Für viele, die mein Zuhause betreten, ist Bukhoor eine neue Entdeckung. „Wie heißt das?“, fragen sie und ich sehe in ihren Augen die Neugier, die ich so liebe. Vielleicht ist das der wahre Zauber dieses Dufts: Er bringt Menschen zusammen, eröffnet Gespräche und lädt dazu ein, die Welt ein kleines bisschen anders wahrzunehmen. Wenn du das nächste Mal deine Liebsten empfängst, probiere es doch gerne aus. Zünde Bukhoor an, lass den Rauch durch deine Räume ziehen, über deine Kleidung und vielleicht auch durch dein Haar gleiten – und sieh, was geschieht.
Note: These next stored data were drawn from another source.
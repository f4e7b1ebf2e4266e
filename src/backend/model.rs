// Mesh data uploaded to device-local memory
//
// Vertices (and optional u32 indices) go through a host-visible staging
// buffer and a one-shot copy, so the draw-time buffers live in the fastest
// memory the GPU has.

use anyhow::Result;
use ash::vk;
use bytemuck::{Pod, Zeroable};
use glam::Vec3;
use gpu_allocator::MemoryLocation;
use std::mem::{offset_of, size_of};
use std::sync::Arc;

use super::buffer::Buffer;
use super::VulkanDevice;

#[repr(C)]
#[derive(Debug, Clone, Copy, PartialEq, Pod, Zeroable)]
pub struct Vertex {
    pub position: Vec3,
    pub color: Vec3,
}

impl Vertex {
    pub const fn new(position: Vec3, color: Vec3) -> Self {
        Self { position, color }
    }

    /// One interleaved binding at index 0
    pub fn binding_descriptions() -> Vec<vk::VertexInputBindingDescription> {
        vec![vk::VertexInputBindingDescription::builder()
            .binding(0)
            .stride(size_of::<Vertex>() as u32)
            .input_rate(vk::VertexInputRate::VERTEX)
            .build()]
    }

    /// location 0 = position, location 1 = color
    pub fn attribute_descriptions() -> Vec<vk::VertexInputAttributeDescription> {
        vec![
            vk::VertexInputAttributeDescription::builder()
                .binding(0)
                .location(0)
                .format(vk::Format::R32G32B32_SFLOAT)
                .offset(offset_of!(Vertex, position) as u32)
                .build(),
            vk::VertexInputAttributeDescription::builder()
                .binding(0)
                .location(1)
                .format(vk::Format::R32G32B32_SFLOAT)
                .offset(offset_of!(Vertex, color) as u32)
                .build(),
        ]
    }
}

/// CPU-side mesh description
#[derive(Debug, Clone, Default)]
pub struct Builder {
    pub vertices: Vec<Vertex>,
    pub indices: Vec<u32>,
}

impl Builder {
    pub fn triangle() -> Self {
        Self {
            vertices: vec![
                Vertex::new(Vec3::new(0.0, -0.5, 0.0), Vec3::new(1.0, 0.0, 0.0)),
                Vertex::new(Vec3::new(0.5, 0.5, 0.0), Vec3::new(0.0, 1.0, 0.0)),
                Vertex::new(Vec3::new(-0.5, 0.5, 0.0), Vec3::new(0.0, 0.0, 1.0)),
            ],
            indices: Vec::new(),
        }
    }

    pub fn quad() -> Self {
        Self {
            vertices: vec![
                Vertex::new(Vec3::new(-0.5, -0.5, 0.0), Vec3::new(1.0, 0.0, 0.0)),
                Vertex::new(Vec3::new(0.5, -0.5, 0.0), Vec3::new(0.0, 1.0, 0.0)),
                Vertex::new(Vec3::new(0.5, 0.5, 0.0), Vec3::new(0.0, 0.0, 1.0)),
                Vertex::new(Vec3::new(-0.5, 0.5, 0.0), Vec3::new(1.0, 1.0, 1.0)),
            ],
            indices: vec![0, 1, 2, 2, 3, 0],
        }
    }

    /// Unit cube centered on the origin, one flat color per face
    pub fn cube() -> Self {
        // (normal axis, sign, color)
        let faces: [(usize, f32, Vec3); 6] = [
            (0, -1.0, Vec3::new(0.9, 0.9, 0.9)),
            (0, 1.0, Vec3::new(0.8, 0.8, 0.1)),
            (1, -1.0, Vec3::new(0.9, 0.6, 0.1)),
            (1, 1.0, Vec3::new(0.8, 0.1, 0.1)),
            (2, -1.0, Vec3::new(0.1, 0.1, 0.8)),
            (2, 1.0, Vec3::new(0.1, 0.8, 0.1)),
        ];

        let mut builder = Self::default();
        for (axis, sign, color) in faces {
            // The two axes spanning the face
            let u = (axis + 1) % 3;
            let v = (axis + 2) % 3;
            let base = builder.vertices.len() as u32;

            for (du, dv) in [(-0.5, -0.5), (0.5, -0.5), (0.5, 0.5), (-0.5, 0.5)] {
                let mut position = Vec3::ZERO;
                position[axis] = 0.5 * sign;
                position[u] = du;
                position[v] = dv;
                builder.vertices.push(Vertex::new(position, color));
            }

            builder
                .indices
                .extend_from_slice(&[base, base + 1, base + 2, base + 2, base + 3, base]);
        }
        builder
    }

    pub fn validate(&self) -> Result<()> {
        if self.vertices.len() < 3 {
            anyhow::bail!(
                "A model needs at least 3 vertices, got {}",
                self.vertices.len()
            );
        }
        if self.indices.len() % 3 != 0 {
            anyhow::bail!(
                "Index count {} is not a whole number of triangles",
                self.indices.len()
            );
        }
        if let Some(&index) = self
            .indices
            .iter()
            .find(|&&i| i as usize >= self.vertices.len())
        {
            anyhow::bail!(
                "Index {} is out of range for {} vertices",
                index,
                self.vertices.len()
            );
        }
        Ok(())
    }
}

pub struct Model {
    vertex_buffer: Buffer,
    vertex_count: u32,
    index_buffer: Option<Buffer>,
    index_count: u32,
    device: Arc<VulkanDevice>,
}

impl Model {
    pub fn new(device: Arc<VulkanDevice>, builder: &Builder) -> Result<Self> {
        builder.validate()?;

        let vertex_buffer = upload(
            &device,
            bytemuck::cast_slice(&builder.vertices),
            size_of::<Vertex>() as vk::DeviceSize,
            builder.vertices.len() as u32,
            vk::BufferUsageFlags::VERTEX_BUFFER,
        )?;

        let index_buffer = if builder.indices.is_empty() {
            None
        } else {
            Some(upload(
                &device,
                bytemuck::cast_slice(&builder.indices),
                size_of::<u32>() as vk::DeviceSize,
                builder.indices.len() as u32,
                vk::BufferUsageFlags::INDEX_BUFFER,
            )?)
        };

        log::info!(
            "Uploaded model: {} vertices, {} indices",
            builder.vertices.len(),
            builder.indices.len()
        );

        Ok(Self {
            vertex_buffer,
            vertex_count: builder.vertices.len() as u32,
            index_buffer,
            index_count: builder.indices.len() as u32,
            device,
        })
    }

    pub fn bind(&self, cmd: vk::CommandBuffer) {
        unsafe {
            self.device
                .device
                .cmd_bind_vertex_buffers(cmd, 0, &[self.vertex_buffer.buffer()], &[0]);
            if let Some(index_buffer) = &self.index_buffer {
                self.device.device.cmd_bind_index_buffer(
                    cmd,
                    index_buffer.buffer(),
                    0,
                    vk::IndexType::UINT32,
                );
            }
        }
    }

    pub fn draw(&self, cmd: vk::CommandBuffer) {
        unsafe {
            if self.index_buffer.is_some() {
                self.device
                    .device
                    .cmd_draw_indexed(cmd, self.index_count, 1, 0, 0, 0);
            } else {
                self.device.device.cmd_draw(cmd, self.vertex_count, 1, 0, 0);
            }
        }
    }
}

/// Copy `data` into a new device-local buffer via a staging buffer
fn upload(
    device: &Arc<VulkanDevice>,
    data: &[u8],
    instance_size: vk::DeviceSize,
    instance_count: u32,
    usage: vk::BufferUsageFlags,
) -> Result<Buffer> {
    let mut staging = Buffer::new(
        device.clone(),
        instance_size,
        instance_count,
        vk::BufferUsageFlags::TRANSFER_SRC,
        MemoryLocation::CpuToGpu,
        0,
    )?;
    staging.write(data, 0)?;
    staging.flush()?;

    let buffer = Buffer::new(
        device.clone(),
        instance_size,
        instance_count,
        usage | vk::BufferUsageFlags::TRANSFER_DST,
        MemoryLocation::GpuOnly,
        0,
    )?;

    device.copy_buffer(staging.buffer(), buffer.buffer(), data.len() as vk::DeviceSize)?;

    Ok(buffer)
}

#[cfg(test)]
mod tests {
    use super::*;

    #[test]
    fn vertex_layout_matches_attributes() {
        assert_eq!(size_of::<Vertex>(), 24);

        let bindings = Vertex::binding_descriptions();
        assert_eq!(bindings.len(), 1);
        assert_eq!(bindings[0].binding, 0);
        assert_eq!(bindings[0].stride, 24);
        assert_eq!(bindings[0].input_rate, vk::VertexInputRate::VERTEX);

        let attributes = Vertex::attribute_descriptions();
        assert_eq!(attributes.len(), 2);
        assert_eq!((attributes[0].location, attributes[0].offset), (0, 0));
        assert_eq!((attributes[1].location, attributes[1].offset), (1, 12));
        assert!(attributes
            .iter()
            .all(|a| a.format == vk::Format::R32G32B32_SFLOAT));
    }

    #[test]
    fn vertices_cast_to_bytes() {
        let vertices = [Vertex::new(Vec3::new(1.0, 2.0, 3.0), Vec3::new(4.0, 5.0, 6.0))];
        let floats: &[f32] = bytemuck::cast_slice(&vertices);
        assert_eq!(floats, &[1.0, 2.0, 3.0, 4.0, 5.0, 6.0]);
    }

    #[test]
    fn builtin_meshes_are_valid() {
        for builder in [Builder::triangle(), Builder::quad(), Builder::cube()] {
            builder.validate().unwrap();
        }
        assert!(Builder::triangle().indices.is_empty());
        assert_eq!(Builder::quad().indices.len(), 6);
    }

    #[test]
    fn cube_has_flat_faces() {
        let cube = Builder::cube();
        assert_eq!(cube.vertices.len(), 24);
        assert_eq!(cube.indices.len(), 36);

        for face in cube.vertices.chunks(4) {
            // All corners of a face share its color and lie on one plane
            assert!(face.iter().all(|v| v.color == face[0].color));
            let on_plane = (0..3).any(|axis| {
                face.iter()
                    .all(|v| v.position[axis] == face[0].position[axis])
            });
            assert!(on_plane);
        }

        for v in &cube.vertices {
            assert_eq!(v.position.abs(), Vec3::splat(0.5));
        }
    }

    #[test]
    fn too_few_vertices_rejected() {
        assert!(Builder::default().validate().is_err());

        let mut builder = Builder::triangle();
        builder.vertices.pop();
        assert!(builder.validate().is_err());
    }

    #[test]
    fn bad_indices_rejected() {
        let mut builder = Builder::quad();
        builder.indices[5] = 4;
        assert!(builder.validate().is_err());

        let mut builder = Builder::quad();
        builder.indices.pop();
        assert!(builder.validate().is_err());
    }
}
In einer früheren Version dieses Artikels kam wiederholt der Begriff „Orient“ vor. Unsere Autorin hat diesen Begriff genutzt, um alle im westasiatischen Raum vertretenen Kulturen zusammenzufassen und für die Leser*innen zugänglich zu schreiben. Um den Lesefluss nicht zu stören, hat sie sich dagegen entschieden, jede gemeinte Kultur aufzuzählen. Bei dem Begriff „Orient“ handelt es sich allerdings um eine westliche und koloniale Fremdbezeichnung, die wir nicht reproduzieren sollten und zukünftig werden. Zudem enthielt der Beitrag Passagen, die dieses koloniale Narrativ reproduzieren und von unserer Community als unsensibel erkannt wurden. Dafür bitten wir um Entschuldigung. Wir haben den Text dementsprechend angepasst. Vielen Dank, dass ihr eure Kritik so offen kommuniziert habt!